- Origin: Sacramento, California, US
- Genres: Punk rock
- Years active: 2007–present
- Labels: Brat | Mag + Music, Asian Man Records, Burger Records, Half of Nothing Records, Sneak Dog Records
- Members: Gwendolyn Giles, Lucy Giles
- Website: dogpartylive.com

= Dog Party (band) =

American punk rock band

Dog Party is an American band from Sacramento, California. The band consists of sisters Gwendolyn and Lucy Giles.

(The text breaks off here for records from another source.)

//! Controllable collaborators and mock HTTP services for integration tests

use async_trait::async_trait;
use gateway_core::{
    CompletionRequest, CompletionResponse, CompletionService, Credential, Dependency,
    GatewayError, SecretName, SecretSource, SpeechAudio, SpeechRequest, SpeechService,
};
use gateway_providers::InMemorySecretSource;
use parking_lot::Mutex;
use serde_json::{json, Value};
use std::sync::atomic::{AtomicBool, AtomicU32, Ordering};
use std::sync::Arc;
use std::time::Duration;
use wiremock::matchers::{header, method, path, path_regex};
use wiremock::{Mock, MockServer, ResponseTemplate};

/// Take one unit from a countdown, returning whether one was left
fn take_one(counter: &AtomicU32) -> bool {
    counter
        .fetch_update(Ordering::SeqCst, Ordering::SeqCst, |n| n.checked_sub(1))
        .is_ok()
}

/// Secret store whose latency and reachability can be changed mid-test
#[derive(Default)]
pub struct ControlledSecretStore {
    store: InMemorySecretSource,
    fetches: AtomicU32,
    delay: Mutex<Duration>,
    unreachable: AtomicBool,
}

impl ControlledSecretStore {
    /// Empty store
    pub fn new() -> Arc<Self> {
        Arc::new(Self::default())
    }

    /// Store holding the gateway's usual secrets
    pub fn with_defaults() -> Arc<Self> {
        let store = Self::new();
        store.insert(crate::TOKEN_KEY_NAME, crate::TOKEN_KEY);
        store.insert(crate::COMPLETION_KEY_NAME, "sk-completion-1");
        store.insert(crate::SPEECH_KEY_NAME, "xi-speech-1");
        store
    }

    /// Set or rotate a secret
    pub fn insert(&self, name: &str, value: impl Into<Vec<u8>>) {
        self.store.insert(crate::secret(name), value);
    }

    /// Delete a secret
    pub fn remove(&self, name: &str) -> bool {
        self.store.remove(&crate::secret(name))
    }

    /// Delay every fetch
    pub fn set_delay(&self, delay: Duration) {
        *self.delay.lock() = delay;
    }

    /// Make every fetch fail as if the store were down
    pub fn set_unreachable(&self, unreachable: bool) {
        self.unreachable.store(unreachable, Ordering::SeqCst);
    }

    /// Fetches received, including failed ones
    pub fn fetches(&self) -> u32 {
        self.fetches.load(Ordering::SeqCst)
    }
}

#[async_trait]
impl SecretSource for ControlledSecretStore {
    async fn fetch(&self, name: &SecretName) -> Result<Vec<u8>, GatewayError> {
        self.fetches.fetch_add(1, Ordering::SeqCst);
        let delay = *self.delay.lock();
        if !delay.is_zero() {
            tokio::time::sleep(delay).await;
        }
        if self.unreachable.load(Ordering::SeqCst) {
            return Err(GatewayError::from_status(
                Dependency::SecretStore,
                503,
                "secret store unreachable",
            ));
        }
        self.store.fetch(name).await
    }

    fn name(&self) -> &str {
        "controlled"
    }
}

/// Completion service that fails on command
#[derive(Default)]
pub struct ScriptedCompletion {
    calls: AtomicU32,
    failures_left: AtomicU32,
    failing: AtomicBool,
    delay: Mutex<Duration>,
    keys_seen: Mutex<Vec<String>>,
}

impl ScriptedCompletion {
    /// Healthy service
    pub fn new() -> Arc<Self> {
        Arc::new(Self::default())
    }

    /// Fail the next `count` calls with a 503
    pub fn fail_next(&self, count: u32) {
        self.failures_left.store(count, Ordering::SeqCst);
    }

    /// Fail every call until switched back
    pub fn set_failing(&self, failing: bool) {
        self.failing.store(failing, Ordering::SeqCst);
    }

    /// Delay every call
    pub fn set_delay(&self, delay: Duration) {
        *self.delay.lock() = delay;
    }

    /// Calls received
    pub fn calls(&self) -> u32 {
        self.calls.load(Ordering::SeqCst)
    }

    /// Credentials presented, in call order
    pub fn keys_seen(&self) -> Vec<String> {
        self.keys_seen.lock().clone()
    }
}

#[async_trait]
impl CompletionService for ScriptedCompletion {
    async fn complete(
        &self,
        credential: &Credential,
        request: &CompletionRequest,
    ) -> Result<CompletionResponse, GatewayError> {
        let call = self.calls.fetch_add(1, Ordering::SeqCst) + 1;
        self.keys_seen
            .lock()
            .push(credential.expose_str().unwrap_or_default().to_string());

        let delay = *self.delay.lock();
        if !delay.is_zero() {
            tokio::time::sleep(delay).await;
        }
        if self.failing.load(Ordering::SeqCst) || take_one(&self.failures_left) {
            return Err(GatewayError::from_status(
                Dependency::CompletionService,
                503,
                "model overloaded",
            ));
        }

        let last = request
            .messages
            .last()
            .map(|m| m.content.as_str())
            .unwrap_or_default();
        Ok(CompletionResponse {
            text: format!("reply {call} to '{last}'"),
            model: "scripted".to_string(),
            usage: None,
        })
    }

    fn name(&self) -> &str {
        "scripted"
    }
}

/// Speech service recording the voices it was asked for
#[derive(Default)]
pub struct RecordingSpeech {
    voices: Mutex<Vec<String>>,
    failing: AtomicBool,
}

impl RecordingSpeech {
    /// Healthy service
    pub fn new() -> Arc<Self> {
        Arc::new(Self::default())
    }

    /// Fail every call until switched back
    pub fn set_failing(&self, failing: bool) {
        self.failing.store(failing, Ordering::SeqCst);
    }

    /// Voices requested, in call order
    pub fn voices(&self) -> Vec<String> {
        self.voices.lock().clone()
    }
}

#[async_trait]
impl SpeechService for RecordingSpeech {
    async fn synthesize(
        &self,
        _credential: &Credential,
        request: &SpeechRequest,
    ) -> Result<SpeechAudio, GatewayError> {
        self.voices.lock().push(request.voice_id.clone());
        if self.failing.load(Ordering::SeqCst) {
            return Err(GatewayError::from_status(Dependency::SpeechService, 500, "synthesis failed"));
        }
        Ok(SpeechAudio {
            audio: request.text.as_bytes().to_vec().into(),
            content_type: "audio/mpeg".to_string(),
        })
    }

    fn name(&self) -> &str {
        "recording"
    }
}

/// Mock OpenAI-compatible completion endpoint
pub struct MockCompletionApi {
    /// The underlying mock server
    pub server: MockServer,
}

impl MockCompletionApi {
    /// Start a new mock server
    pub async fn start() -> Self {
        Self {
            server: MockServer::start().await,
        }
    }

    /// Base URL to configure the client with
    pub fn uri(&self) -> String {
        self.server.uri()
    }

    /// Answer requests bearing `api_key` with `content`
    pub async fn reply_for_key(&self, api_key: &str, content: &str) {
        Mock::given(method("POST"))
            .and(path("/v1/chat/completions"))
            .and(header("authorization", format!("Bearer {api_key}").as_str()))
            .respond_with(ResponseTemplate::new(200).set_body_json(crate::chat_completion_body(content)))
            .mount(&self.server)
            .await;
    }

    /// Reject every request not matched by an earlier mock
    pub async fn reject_others(&self) {
        Mock::given(method("POST"))
            .and(path("/v1/chat/completions"))
            .respond_with(ResponseTemplate::new(401).set_body_json(json!({
                "error": {"message": "Incorrect API key provided", "type": "invalid_request_error"}
            })))
            .mount(&self.server)
            .await;
    }

    /// Answer every request with `status`, expecting exactly `times` calls
    pub async fn fail_with(&self, status: u16, times: u64) {
        Mock::given(method("POST"))
            .and(path("/v1/chat/completions"))
            .respond_with(ResponseTemplate::new(status).set_body_json(json!({
                "error": {"message": "The server had an error", "type": "server_error"}
            })))
            .expect(times)
            .mount(&self.server)
            .await;
    }

    /// Requests received so far
    pub async fn call_count(&self) -> usize {
        self.server
            .received_requests()
            .await
            .map_or(0, |requests| requests.len())
    }
}

/// Mock speech synthesis endpoint
pub struct MockSpeechApi {
    /// The underlying mock server
    pub server: MockServer,
}

impl MockSpeechApi {
    /// Start a new mock server
    pub async fn start() -> Self {
        Self {
            server: MockServer::start().await,
        }
    }

    /// Base URL to configure the client with
    pub fn uri(&self) -> String {
        self.server.uri()
    }

    /// Return `audio` for any voice
    pub async fn reply_with_audio(&self, audio: &[u8]) {
        Mock::given(method("POST"))
            .and(path_regex(r"^/v1/text-to-speech/[A-Za-z0-9_-]+$"))
            .respond_with(
                ResponseTemplate::new(200)
                    .insert_header("content-type", "audio/mpeg")
                    .set_body_bytes(audio.to_vec()),
            )
            .mount(&self.server)
            .await;
    }
}

/// Mock identity provider publishing a JWKS document
pub struct MockIdentityProvider {
    /// The underlying mock server
    pub server: MockServer,
}

impl MockIdentityProvider {
    /// Path the key set is served from
    pub const JWKS_PATH: &'static str = "/.well-known/jwks.json";

    /// Start a new mock server
    pub async fn start() -> Self {
        Self {
            server: MockServer::start().await,
        }
    }

    /// Full URL of the key set
    pub fn jwks_url(&self) -> String {
        format!("{}{}", self.server.uri(), Self::JWKS_PATH)
    }

    /// Publish `document`, expecting exactly `times` fetches
    pub async fn publish(&self, document: Value, times: u64) {
        Mock::given(method("GET"))
            .and(path(Self::JWKS_PATH))
            .respond_with(ResponseTemplate::new(200).set_body_json(document))
            .expect(times)
            .mount(&self.server)
            .await;
    }
}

Their debut album, Dog Party was released in 2009, followed by P.A.R.T.Y in 2011, Lost Control in 2013, Vol.4 in 2015, Til You're Mine in 2016 and Hit & Run in 2018. In 2016 the band opened for Green Day during the North American leg of their Revolution Radio tour.

== Discography ==

=== Albums ===
- Dog Party (2009)
- P.A.R.T.Y. (2011)
- Lost Control (2013)
- Vol.4 (2015)
- Til You're Mine (2016)
- Hit & Run (2018)
- Dangerous (2024)

=== Singles ===
- "Today I Started Loving You Again" (2017)
- "Sings the Beatles" (2019)
- "Bullet in Disguise" (2024)
- "Last Nite" (2024)

=== Guest appearances ===
- Asian Man Music for Asian Man People Vol. 2 (2016)
- More Than Just Another Comp (2023)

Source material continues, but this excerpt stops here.